Ellen Brodsky, who had been a non-partisan candidate for Supervisor of Elections in last November's election, was arrested at the apparent behest of the office of the county's current Supervisor of Elections --- Brodsky's Democratic opponent in the race --- Dr. Brenda C. Snipes, while trying to view public, post-election counting and canvassing of ballots.
She was charged, at the time, with "disorderly conduct" and "trespassing," forced to spend the night in jail, and not released until nearly 6:00am the next morning, even though her son had posted the required $25 (twenty-five dollar) bail for her by 8:30pm on the evening of her arrest.

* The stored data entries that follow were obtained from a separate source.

//! Local filesystem implementation of the StorageProvider trait
//!
//! Used when no object store bucket is configured. Object keys map to paths
//! below the local backup directory.

use std::path::{Component, Path, PathBuf};

use async_trait::async_trait;
use tokio::fs as tokio_fs;
use tracing::{debug, info};

use super::StorageProvider;
use crate::config::BackupConfig;
use crate::database::{BackupError, Result};

/// Provides local filesystem storage for backup archives
pub struct LocalStorageProvider {
    /// Base directory for storing backups
    backup_dir: PathBuf,
}

impl LocalStorageProvider {
    /// Create a new LocalStorageProvider with the given configuration
    pub fn new(config: &BackupConfig) -> Self {
        Self {
            backup_dir: config.local_backup_dir.clone(),
        }
    }

    /// Resolve an object key to a path inside the backup directory
    fn object_path(&self, object_key: &str) -> Result<PathBuf> {
        let relative = Path::new(object_key);
        let escapes = relative
            .components()
            .any(|c| !matches!(c, Component::Normal(_)));
        if object_key.is_empty() || escapes {
            return Err(BackupError::Storage(format!("invalid object key '{}'", object_key)));
        }
        Ok(self.backup_dir.join(relative))
    }
}

#[async_trait]
impl StorageProvider for LocalStorageProvider {
    async fn store_backup(&self, backup_path: &Path, object_key: &str, size: u64) -> Result<()> {
        let dest_path = self.object_path(object_key)?;
        if let Some(parent) = dest_path.parent() {
            tokio_fs::create_dir_all(parent).await?;
        }

        tokio_fs::copy(backup_path, &dest_path).await?;
        info!(path = %dest_path.display(), size, "stored backup locally");
        Ok(())
    }

    async fn retrieve_backup(&self, object_key: &str, destination_path: &Path) -> Result<()> {
        let source_path = self.object_path(object_key)?;
        if !tokio_fs::try_exists(&source_path).await? {
            return Err(BackupError::BackupNotFound);
        }

        if let Some(parent) = destination_path.parent() {
            tokio_fs::create_dir_all(parent).await?;
        }

        tokio_fs::copy(&source_path, destination_path).await?;
        debug!(path = %source_path.display(), "retrieved local backup");
        Ok(())
    }

    async fn delete_backup(&self, object_key: &str) -> Result<()> {
        let path = self.object_path(object_key)?;
        match tokio_fs::remove_file(&path).await {
            Ok(()) => {
                info!(path = %path.display(), "deleted local backup");
                Ok(())
            }
            Err(e) if e.kind() == std::io::ErrorKind::NotFound => Ok(()),
            Err(e) => Err(e.into()),
        }
    }
}
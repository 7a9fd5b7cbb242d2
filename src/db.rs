use std::str::FromStr;
use std::time::Duration;

use sqlx::{
    Pool, Sqlite,
    migrate::MigrateDatabase,
    sqlite::{SqliteConnectOptions, SqliteJournalMode, SqlitePoolOptions},
};
use tracing::info;

use crate::database::Result;

// State database connection pool type
pub type DbPool = Pool<Sqlite>;

// Concurrent writers wait this long for the database lock
const BUSY_TIMEOUT: Duration = Duration::from_secs(5);

/// Open the shared state database, running migrations if necessary
pub async fn init_state_db(url: &str) -> Result<DbPool> {
    // Create database if it doesn't exist
    if !Sqlite::database_exists(url).await.unwrap_or(false) {
        Sqlite::create_database(url).await?;
    }

    let options = SqliteConnectOptions::from_str(url)?
        .create_if_missing(true)
        .journal_mode(SqliteJournalMode::Wal)
        .busy_timeout(BUSY_TIMEOUT);

    let pool = SqlitePoolOptions::new()
        .max_connections(5)
        .connect_with(options)
        .await?;

    sqlx::migrate!("./migrations").run(&pool).await?;

    info!(url, "state database ready");
    Ok(pool)
}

The "disorderly conduct" charges were dropped some time later, following the release of a video tape of the incident as posted by The BRAD BLOG in the days following the arrest. The tape, reposted again at the bottom of this article, revealed that Brodsky's conduct had been anything but disorderly when the county police were summoned by Fred Bellis, a deputy election official from Snipes' office, and Brodsky was thrown into handcuffs and hauled away.
While Brodsky's trial on a "trespassing" charge had been set to start today, a last-minute offer to drop all charges, in exchange for admissions by Brodsky that she would not be disruptive in the future, was sent to her last night from Snipes' attorney.

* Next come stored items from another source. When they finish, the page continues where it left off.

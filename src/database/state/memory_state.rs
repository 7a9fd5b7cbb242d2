//! In-process implementation of the StateStore trait
//!
//! Suitable for tests and single-process deployments; nothing survives a
//! restart and the lock only excludes runs within this process.

use std::collections::VecDeque;
use std::time::Duration;

use async_trait::async_trait;
use tokio::sync::Mutex;
use tokio::time::Instant;

use super::{BackupStats, StatCounters, StateStore, holds_stored_object};
use crate::database::Result;
use crate::database::backup::BackupMetadata;

#[derive(Default)]
struct Inner {
    history: VecDeque<BackupMetadata>,
    retained: VecDeque<BackupMetadata>,
    counters: StatCounters,
    last_run: Option<BackupMetadata>,
    lock: Option<(String, Instant)>,
}

impl Inner {
    fn live_lock(&self) -> Option<&str> {
        match &self.lock {
            Some((holder, expires_at)) if *expires_at > Instant::now() => Some(holder),
            _ => None,
        }
    }
}

/// Provides backup state held in memory
pub struct MemoryStateStore {
    inner: Mutex<Inner>,
    history_limit: usize,
}

impl MemoryStateStore {
    pub fn new(history_limit: usize) -> Self {
        Self {
            inner: Mutex::new(Inner::default()),
            history_limit,
        }
    }
}

#[async_trait]
impl StateStore for MemoryStateStore {
    async fn record_run(&self, metadata: &BackupMetadata) -> Result<()> {
        let mut inner = self.inner.lock().await;
        inner.history.push_front(metadata.clone());
        inner.history.truncate(self.history_limit);
        if holds_stored_object(metadata) {
            inner.retained.push_front(metadata.clone());
        }
        inner.last_run = Some(metadata.clone());
        Ok(())
    }

    async fn increment_stats(&self, metadata: &BackupMetadata) -> Result<()> {
        let mut inner = self.inner.lock().await;
        for (field, delta) in StatCounters::deltas(metadata) {
            inner.counters.add(field, delta);
        }
        Ok(())
    }

    async fn try_acquire_lock(&self, holder: &str, ttl: Duration) -> Result<bool> {
        let mut inner = self.inner.lock().await;
        if inner.live_lock().is_some() {
            return Ok(false);
        }
        inner.lock = Some((holder.to_string(), Instant::now() + ttl));
        Ok(true)
    }

    async fn release_lock(&self, holder: &str) -> Result<bool> {
        let mut inner = self.inner.lock().await;
        match &inner.lock {
            Some((current, _)) if current == holder => {
                inner.lock = None;
                Ok(true)
            }
            _ => Ok(false),
        }
    }

    async fn lock_holder(&self) -> Result<Option<String>> {
        let inner = self.inner.lock().await;
        Ok(inner.live_lock().map(str::to_string))
    }

    async fn history(&self, limit: usize) -> Result<Vec<BackupMetadata>> {
        let inner = self.inner.lock().await;
        Ok(inner.history.iter().take(limit).cloned().collect())
    }

    async fn retained(&self) -> Result<Vec<BackupMetadata>> {
        Ok(self.inner.lock().await.retained.iter().cloned().collect())
    }

    async fn remove_run(&self, backup_id: &str) -> Result<bool> {
        let mut inner = self.inner.lock().await;
        let before = inner.history.len() + inner.retained.len();
        inner.history.retain(|entry| entry.id != backup_id);
        inner.retained.retain(|entry| entry.id != backup_id);
        Ok(inner.history.len() + inner.retained.len() != before)
    }

    async fn last_run(&self) -> Result<Option<BackupMetadata>> {
        Ok(self.inner.lock().await.last_run.clone())
    }

    async fn stats(&self) -> Result<BackupStats> {
        let inner = self.inner.lock().await;
        Ok(BackupStats::new(inner.counters, inner.last_run.clone()))
    }
}

#[cfg(test)]
mod tests {
    use super::*;
    use crate::database::backup::{BackupStatus, BackupType};
    use chrono::Utc;

    #[tokio::test]
    async fn test_history_cap() {
        let store = MemoryStateStore::new(2);
        for id in ["a", "b", "c"] {
            let mut meta = BackupMetadata::new(id.to_string(), BackupType::Incremental, Utc::now());
            meta.status = BackupStatus::Completed;
            meta.object_key = format!("backups/incremental/{}.dump", id);
            store.record_run(&meta).await.unwrap();
        }

        let ids: Vec<String> = store.history(10).await.unwrap().into_iter().map(|m| m.id).collect();
        assert_eq!(ids, vec!["c", "b"]);

        // The evicted run is still tracked for retention
        let retained: Vec<String> = store.retained().await.unwrap().into_iter().map(|m| m.id).collect();
        assert_eq!(retained, vec!["c", "b", "a"]);
        assert!(store.remove_run("a").await.unwrap());
        assert_eq!(store.retained().await.unwrap().len(), 2);
    }

    #[tokio::test(start_paused = true)]
    async fn test_lock_expiry_and_ownership() {
        let store = MemoryStateStore::new(10);

        assert!(store.try_acquire_lock("a", Duration::from_secs(10)).await.unwrap());
        assert!(!store.try_acquire_lock("b", Duration::from_secs(10)).await.unwrap());

        tokio::time::advance(Duration::from_secs(11)).await;
        assert!(store.lock_holder().await.unwrap().is_none());
        assert!(store.try_acquire_lock("b", Duration::from_secs(10)).await.unwrap());

        assert!(!store.release_lock("a").await.unwrap());
        assert!(store.release_lock("b").await.unwrap());
    }
}
//! SQLite implementation of the StateStore trait
//!
//! Every process that opens the same database file shares history, counters
//! and the run lock. Each mutation is a single statement or a transaction, so
//! concurrent writers never observe a half-applied update.

use std::time::Duration;

use async_trait::async_trait;
use chrono::Utc;
use sqlx::{Pool, Row, Sqlite};
use tracing::{debug, warn};

use super::{
    BackupStats, HISTORY_KEY, LAST_RUN_KEY, LOCK_KEY, RETAINED_KEY, STATS_KEY, StatCounters, StateStore,
    holds_stored_object,
};
use crate::database::Result;
use crate::database::backup::BackupMetadata;

/// Provides durable backup state in a SQLite database
pub struct SqliteStateStore {
    pool: Pool<Sqlite>,
    /// Maximum number of history entries kept
    history_limit: usize,
}

impl SqliteStateStore {
    /// Create a store on a pool whose migrations have already run
    pub fn new(pool: Pool<Sqlite>, history_limit: usize) -> Self {
        Self { pool, history_limit }
    }

    async fn read_string(&self, key: &str) -> Result<Option<String>> {
        let now = Utc::now().timestamp_millis();
        let value = sqlx::query_scalar::<_, String>(
            r#"
            SELECT value FROM state_strings
            WHERE key = ? AND (expires_at IS NULL OR expires_at > ?)
            "#,
        )
        .bind(key)
        .bind(now)
        .fetch_optional(&self.pool)
        .await?;
        Ok(value)
    }

    async fn read_list(&self, key: &str, limit: i64) -> Result<Vec<BackupMetadata>> {
        let rows = sqlx::query_scalar::<_, String>(
            "SELECT value FROM state_lists WHERE key = ? ORDER BY seq DESC LIMIT ?",
        )
        .bind(key)
        .bind(limit)
        .fetch_all(&self.pool)
        .await?;

        let mut entries = Vec::with_capacity(rows.len());
        for row in rows {
            match serde_json::from_str(&row) {
                Ok(entry) => entries.push(entry),
                Err(e) => warn!(key, "skipping unreadable list entry: {}", e),
            }
        }
        Ok(entries)
    }
}

fn to_i64(value: u64) -> i64 {
    i64::try_from(value).unwrap_or(i64::MAX)
}

fn to_i64_usize(value: usize) -> i64 {
    i64::try_from(value).unwrap_or(i64::MAX)
}

#[async_trait]
impl StateStore for SqliteStateStore {
    async fn record_run(&self, metadata: &BackupMetadata) -> Result<()> {
        let payload = serde_json::to_string(metadata)?;
        let mut tx = self.pool.begin().await?;

        sqlx::query("INSERT INTO state_lists (key, member, value) VALUES (?, ?, ?)")
            .bind(HISTORY_KEY)
            .bind(&metadata.id)
            .bind(&payload)
            .execute(&mut *tx)
            .await?;

        // Cap the list, dropping the oldest entries
        sqlx::query(
            r#"
            DELETE FROM state_lists
            WHERE key = ? AND seq NOT IN (
                SELECT seq FROM state_lists WHERE key = ? ORDER BY seq DESC LIMIT ?
            )
            "#,
        )
        .bind(HISTORY_KEY)
        .bind(HISTORY_KEY)
        .bind(to_i64_usize(self.history_limit))
        .execute(&mut *tx)
        .await?;

        if holds_stored_object(metadata) {
            sqlx::query("INSERT INTO state_lists (key, member, value) VALUES (?, ?, ?)")
                .bind(RETAINED_KEY)
                .bind(&metadata.id)
                .bind(&payload)
                .execute(&mut *tx)
                .await?;
        }

        sqlx::query(
            r#"
            INSERT INTO state_strings (key, value, expires_at) VALUES (?, ?, NULL)
            ON CONFLICT(key) DO UPDATE SET value = excluded.value, expires_at = NULL
            "#,
        )
        .bind(LAST_RUN_KEY)
        .bind(&payload)
        .execute(&mut *tx)
        .await?;

        tx.commit().await?;
        debug!(backup_id = %metadata.id, "recorded backup run");
        Ok(())
    }

    async fn increment_stats(&self, metadata: &BackupMetadata) -> Result<()> {
        let mut tx = self.pool.begin().await?;

        for (field, delta) in StatCounters::deltas(metadata) {
            sqlx::query(
                r#"
                INSERT INTO state_hashes (key, field, value) VALUES (?, ?, ?)
                ON CONFLICT(key, field) DO UPDATE SET value = state_hashes.value + excluded.value
                "#,
            )
            .bind(STATS_KEY)
            .bind(field)
            .bind(to_i64(delta))
            .execute(&mut *tx)
            .await?;
        }

        tx.commit().await?;
        Ok(())
    }

    async fn try_acquire_lock(&self, holder: &str, ttl: Duration) -> Result<bool> {
        let now = Utc::now().timestamp_millis();
        let ttl_ms = i64::try_from(ttl.as_millis()).unwrap_or(i64::MAX);
        let expires_at = now.saturating_add(ttl_ms);

        // Insert when absent; take over only when the existing lock has expired.
        let result = sqlx::query(
            r#"
            INSERT INTO state_strings (key, value, expires_at) VALUES (?, ?, ?)
            ON CONFLICT(key) DO UPDATE SET value = excluded.value, expires_at = excluded.expires_at
            WHERE state_strings.expires_at IS NOT NULL AND state_strings.expires_at <= ?
            "#,
        )
        .bind(LOCK_KEY)
        .bind(holder)
        .bind(expires_at)
        .bind(now)
        .execute(&self.pool)
        .await?;

        Ok(result.rows_affected() == 1)
    }

    async fn release_lock(&self, holder: &str) -> Result<bool> {
        let result = sqlx::query("DELETE FROM state_strings WHERE key = ? AND value = ?")
            .bind(LOCK_KEY)
            .bind(holder)
            .execute(&self.pool)
            .await?;

        let released = result.rows_affected() > 0;
        if !released {
            warn!(holder, "backup lock was not held by this run when releasing");
        }
        Ok(released)
    }

    async fn lock_holder(&self) -> Result<Option<String>> {
        self.read_string(LOCK_KEY).await
    }

    async fn history(&self, limit: usize) -> Result<Vec<BackupMetadata>> {
        self.read_list(HISTORY_KEY, to_i64_usize(limit)).await
    }

    async fn retained(&self) -> Result<Vec<BackupMetadata>> {
        // SQLite treats a negative LIMIT as no limit
        self.read_list(RETAINED_KEY, -1).await
    }

    async fn remove_run(&self, backup_id: &str) -> Result<bool> {
        let result = sqlx::query("DELETE FROM state_lists WHERE key IN (?, ?) AND member = ?")
            .bind(HISTORY_KEY)
            .bind(RETAINED_KEY)
            .bind(backup_id)
            .execute(&self.pool)
            .await?;
        Ok(result.rows_affected() > 0)
    }

    async fn last_run(&self) -> Result<Option<BackupMetadata>> {
        match self.read_string(LAST_RUN_KEY).await? {
            Some(payload) => Ok(Some(serde_json::from_str(&payload)?)),
            None => Ok(None),
        }
    }

    async fn stats(&self) -> Result<BackupStats> {
        let rows = sqlx::query("SELECT field, value FROM state_hashes WHERE key = ?")
            .bind(STATS_KEY)
            .fetch_all(&self.pool)
            .await?;

        let mut counters = StatCounters::default();
        for row in rows {
            let field: String = row.try_get("field")?;
            let value: i64 = row.try_get("value")?;
            counters.set(&field, u64::try_from(value).unwrap_or(0));
        }

        Ok(BackupStats::new(counters, self.last_run().await?))
    }
}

"There was no way I was gonna agree to such demands," Brodsky told The BRAD BLOG today, following the county's dismissal of the court case. "We offered our own compromise," she said. "We will accept a withdraw of all charges, and will, as I've always done, agree to follow Florida law regarding public meetings." It was an oral agreement.

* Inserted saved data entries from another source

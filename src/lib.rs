//! Scheduled PostgreSQL backups with object-store upload, restore
//! verification and tiered retention.

pub mod api;
pub mod config;
pub mod database;
pub mod db;
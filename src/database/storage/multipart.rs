//! Multipart upload planning and wire models

use crate::database::{BackupError, Result};

/// Byte range of one multipart part
#[derive(Debug, Clone, Copy, PartialEq, Eq)]
pub struct PartRange {
    /// 1-based part number
    pub number: u32,
    pub offset: u64,
    pub len: u64,
}

/// Split `size` bytes into contiguous parts of `part_size`; only the last may be short
pub fn plan_parts(size: u64, part_size: u64) -> Vec<PartRange> {
    if part_size == 0 {
        return Vec::new();
    }

    let count = size.div_ceil(part_size);
    (1..=count)
        .map(|n| {
            let offset = (n - 1) * part_size;
            PartRange {
                number: u32::try_from(n).unwrap_or(u32::MAX),
                offset,
                len: part_size.min(size - offset),
            }
        })
        .collect()
}

/// A part acknowledged by the object store
#[derive(Debug, Clone, PartialEq, Eq)]
pub struct CompletedPart {
    pub part_number: u32,
    pub etag: String,
}

/// Request body of the complete-multipart-upload call
#[derive(Debug, Clone, Default, PartialEq, Eq)]
pub struct CompleteMultipartUpload {
    pub parts: Vec<CompletedPart>,
}

impl CompleteMultipartUpload {
    pub fn push(&mut self, part_number: u32, etag: String) {
        self.parts.push(CompletedPart { part_number, etag });
    }

    /// Render the manifest with parts in ascending order
    pub fn to_xml(&self) -> String {
        let mut parts: Vec<&CompletedPart> = self.parts.iter().collect();
        parts.sort_by_key(|p| p.part_number);

        let mut xml = String::from("<CompleteMultipartUpload>");
        for part in parts {
            xml.push_str(&format!(
                "<Part><PartNumber>{}</PartNumber><ETag>{}</ETag></Part>",
                part.part_number,
                escape_xml(&part.etag)
            ));
        }
        xml.push_str("</CompleteMultipartUpload>");
        xml
    }
}

/// Response body of the initiate-multipart-upload call
#[derive(Debug, Clone, PartialEq, Eq)]
pub struct InitiateMultipartUploadResult {
    pub upload_id: String,
}

impl InitiateMultipartUploadResult {
    pub fn parse(body: &str) -> Result<Self> {
        match element_text(body, "UploadId") {
            Some(upload_id) if !upload_id.is_empty() => Ok(Self { upload_id }),
            _ => Err(BackupError::Upload(
                "initiate multipart upload response carried no UploadId".to_string(),
            )),
        }
    }
}

/// Whether a response body is an S3 error document.
///
/// Complete-multipart-upload can answer 200 and still fail.
pub fn is_error_document(body: &str) -> bool {
    body.contains("<Error>")
}

/// Extract `<Code>` and `<Message>` from an error document, when present
pub fn error_summary(body: &str) -> Option<String> {
    let code = element_text(body, "Code")?;
    match element_text(body, "Message") {
        Some(message) => Some(format!("{}: {}", code, message)),
        None => Some(code),
    }
}

fn element_text(body: &str, name: &str) -> Option<String> {
    let open = format!("<{}>", name);
    let close = format!("</{}>", name);
    let start = body.find(&open)? + open.len();
    let end = body[start..].find(&close)? + start;
    Some(unescape_xml(body[start..end].trim()))
}

fn escape_xml(value: &str) -> String {
    value
        .replace('&', "&amp;")
        .replace('<', "&lt;")
        .replace('>', "&gt;")
        .replace('"', "&quot;")
}

fn unescape_xml(value: &str) -> String {
    value
        .replace("&quot;", "\"")
        .replace("&apos;", "'")
        .replace("&lt;", "<")
        .replace("&gt;", ">")
        .replace("&amp;", "&")
}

Her attorney, Tanner Andrews, echoed her sentiment. "We agreed to do what we're already doing. We'll obey the law," he explained during a phone call this afternoon. "I could agree not to rob the bank next Sunday and it'd have the same legal effect," he added...
"I guess they were afraid to go to trial based on the evidence," Brodsky told us.
The trespassing charge was based on her attempt to gain access to a "rented space, inside the Lauderhill Mall, in Broward County," where the Supervisor of Election had leased space to canvass the election --- property which Brodsky contends she "never stepped on."
After reviewing a copy of the county's lease, she found that "the lease demonstrated that...the majority is a public area, as part of the mall."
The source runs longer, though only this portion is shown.